Ungeachtet des Beschlusses des Europäischen Rates auf seiner Tagung im Dezember wird der EWSA seine erfolgreiche Zusammenarbeit mit der türkischen Zivilgesellschaft fortführen.

Brüssel, den 1. Juli 2004

Der Präsident

des Europäischen Wirtschafts- und Sozialausschusses

Roger BRIESCH


(1)  „Social dialogue and economic and social rights in Turkey“, [Anm. der Übers.: Eine deutsche Fassung liegt nicht vor].

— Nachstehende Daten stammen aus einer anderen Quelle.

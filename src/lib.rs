pub mod config;
pub mod error;
pub mod shell;
pub mod storage;
pub mod task;
pub mod task_board;
pub mod view;

pub use error::StorageError;
pub use storage::{JsonFileStorage, MemoryStorage, TaskStorage};
pub use task::Task;
pub use task_board::{
    Applied, CompleteOutcome, DeleteOutcome, EditOutcome, IdPolicy, Listing, SearchResult,
    Statistics, TaskBoard,
};
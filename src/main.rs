use std::io;

use clap::Parser;
use tracing_subscriber::{layer::SubscriberExt, util::SubscriberInitExt};

use taskman::{config::Config, shell::Shell, view::View, JsonFileStorage, TaskBoard};

/// Logs go to stderr; stdout belongs to the menu.
fn init_tracing(config: &Config) {
    tracing_subscriber::registry()
        .with(tracing_subscriber::EnvFilter::new(config.log_filter()))
        .with(tracing_subscriber::fmt::layer().with_writer(io::stderr))
        .init();
}

fn main() -> anyhow::Result<()> {
    let config = Config::parse();
    init_tracing(&config);

    let storage = JsonFileStorage::new(&config.file);
    tracing::debug!(path = %storage.path().display(), "using task file");
    let board = TaskBoard::open(storage, config.id_policy());

    let view = View::new(!config.no_color);
    let farewell = view.exiting();
    // Every mutation is already on disk, so an interrupt only needs a goodbye.
    if let Err(err) = ctrlc::set_handler(move || {
        println!("{farewell}");
        std::process::exit(0);
    }) {
        tracing::warn!(error = %err, "could not install interrupt handler");
    }

    let stdin = io::stdin();
    let mut shell = Shell::new(board, stdin.lock(), io::stdout(), view);
    shell.run()?;
    Ok(())
}
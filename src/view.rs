//! Text rendering of board outcomes. Nothing here touches the board.

use crossterm::style::{style, Color, Stylize};

use crate::{
    error::StorageError,
    task::Task,
    task_board::{CompleteOutcome, DeleteOutcome, EditOutcome, Listing, SearchResult, Statistics},
};

const WIDTH: usize = 60;

#[derive(Debug, Clone, Copy)]
pub struct View {
    color: bool,
}

impl View {
    pub fn new(color: bool) -> Self {
        Self { color }
    }

    fn paint(&self, text: &str, color: Color) -> String {
        if self.color {
            style(text).with(color).to_string()
        } else {
            text.to_string()
        }
    }

    fn ok(&self) -> String {
        self.paint("✓", Color::Green)
    }

    fn rule(&self) -> String {
        "=".repeat(WIDTH)
    }

    fn banner(&self, title: &str) -> Vec<String> {
        vec![
            format!("\n{}", self.rule()),
            self.paint(title, Color::Cyan),
            self.rule(),
        ]
    }

    fn task_line(&self, task: &Task) -> String {
        let mark = if task.completed {
            self.ok()
        } else {
            "○".to_string()
        };
        format!("{mark} [{}] {}", task.id, task.description)
    }

    pub fn welcome(&self) -> String {
        self.banner("Welcome to Task Manager!").join("\n")
    }

    pub fn menu(&self) -> String {
        let mut lines = self.banner("TASK MANAGER");
        lines.extend(
            [
                "1. Add a new task",
                "2. List all tasks",
                "3. Complete a task",
                "4. Delete a task",
                "5. Clear completed tasks",
                "6. Edit a task",
                "7. View statistics",
                "8. Search tasks",
                "9. Exit",
            ]
            .map(String::from),
        );
        lines.push(self.rule());
        lines.join("\n")
    }

    /// Farewell for closed input or an interrupt.
    pub fn exiting(&self) -> String {
        "\n\nExiting Task Manager. Goodbye! 👋\n".into()
    }

    pub fn added(&self, task: &Task) -> String {
        format!("{} Task added: {}", self.ok(), task.description)
    }

    pub fn listing(&self, listing: &Listing<'_>) -> String {
        let Listing::Tasks {
            tasks,
            completed,
            total,
        } = listing
        else {
            return "\nNo tasks found. Add some tasks to get started!".into();
        };
        let mut lines = self.banner("YOUR TASKS");
        for task in tasks.iter() {
            lines.push(self.task_line(task));
            if task.completed {
                lines.push(format!("    Created: {}", task.created_at));
            }
        }
        lines.push(self.rule());
        lines.push(format!("Progress: {completed}/{total} completed"));
        lines.push(format!("{}\n", self.rule()));
        lines.join("\n")
    }

    pub fn completed(&self, id: u32, outcome: &CompleteOutcome) -> String {
        match outcome {
            CompleteOutcome::NotFound => self.not_found(id),
            CompleteOutcome::AlreadyCompleted => format!("Task [{id}] is already completed!"),
            CompleteOutcome::Completed(_) => {
                format!("{} Task [{id}] marked as completed!", self.ok())
            }
        }
    }

    pub fn deleted(&self, id: u32, outcome: &DeleteOutcome) -> String {
        match outcome {
            DeleteOutcome::NotFound => self.not_found(id),
            DeleteOutcome::Deleted { description } => {
                format!("{} Task [{id}] deleted: {description}", self.ok())
            }
        }
    }

    pub fn edited(&self, id: u32, outcome: &EditOutcome) -> String {
        match outcome {
            EditOutcome::NotFound => self.not_found(id),
            EditOutcome::Updated { old, new } => format!(
                "{} Task [{id}] updated:\n  Old: {old}\n  New: {new}",
                self.ok()
            ),
        }
    }

    pub fn cleared(&self, removed: usize) -> String {
        if removed == 0 {
            "No completed tasks to remove.".into()
        } else {
            format!("{} Removed {removed} completed task(s).", self.ok())
        }
    }

    pub fn statistics(&self, stats: &Statistics) -> String {
        if stats.total == 0 {
            return "\nNo tasks to display statistics for.".into();
        }
        let mut lines = self.banner("TASK STATISTICS");
        lines.push(format!("Total tasks:        {}", stats.total));
        lines.push(format!("Completed:          {}", stats.completed));
        lines.push(format!("Pending:            {}", stats.pending));
        lines.push(format!("Completion rate:    {:.1}%", stats.completion_rate));
        lines.push(format!("{}\n", self.rule()));
        lines.join("\n")
    }

    pub fn search(&self, keyword: &str, result: &SearchResult) -> String {
        let SearchResult::Matches(tasks) = result else {
            return format!("\nNo tasks found matching '{keyword}'.");
        };
        let mut lines = self.banner(&format!("SEARCH RESULTS: '{keyword}'"));
        lines.extend(tasks.iter().map(|t| self.task_line(t)));
        lines.push(self.rule());
        lines.push(format!("Found {} matching task(s).", tasks.len()));
        lines.push(format!("{}\n", self.rule()));
        lines.join("\n")
    }

    pub fn save_failed(&self, err: &StorageError) -> String {
        self.paint(&format!("Error saving tasks: {err}"), Color::Red)
    }

    pub fn warning(&self, text: &str) -> String {
        self.paint(text, Color::Yellow)
    }

    fn not_found(&self, id: u32) -> String {
        format!("Task [{id}] not found.")
    }
}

(2)  Beispiele hierfür sind der Pensionsfonds der Armeeoffiziere, der eine Bank und eine Holding besitzt, und seine Stellung als türkischer Partner im Rahmen eines großen Joint Venture in der Automobilindustrie. Den Angaben von OYAK zufolge ist diese Holding als finanziell und verwaltungstechnisch unabhängige Körperschaft organisiert, die wie jede andere Einrichtung dieser Art dem türkischen Zivil- und Handelsrecht unterliegt. Ihre Hauptaufgabe besteht darin, den eigenen Mitgliedern ergänzend zu den vom sozialen Sicherungssystem des türkischen Staats gezahlten Leistungen mit Zuwendungen zu helfen. Im Prinzip kann OYAK mit dem zweiten Pfeiler der entsprechenden Pensionssysteme in der EU verglichen werden.

Alle Mitglieder der Streitkräfte, darunter auch die Zivilangestellten, sind Mitglieder des OYAK-Pensionsfonds. Sie bleiben ständige Mitglieder des OYAK. Abgesehen von der Bildung seiner Mitgliederbasis agiert OYAK in Bezug auf seine Investitions- oder Geschäftstätigkeit, Mitteltransfers oder staatlichen Beihilfen bzw. jede andere Art von finanzieller Unterstützung unabhängig vom Staat und den türkischen Streitkräften. OYAK ist ein Berufspensionsfonds, der Entsprechungen im EU-Raum hat.

Im Rahmen seiner Politik der Transparenz veröffentlicht OYAK Jahresberichte, die für die breite Öffentlichkeit bestimmt sind; die Rechenschaftsberichte von sowohl dieser Institution als auch von den ihr nachgeordneten Organisationen werden jedes Jahr von internationalen Wirtschaftsprüfungsunternehmen auditiert. OYAK erbringt Zusatzrentenleistungen.

(3)  „Regionale Disparitäten in der Türkei“ von Frau CASSINA und Herrn GUVENC.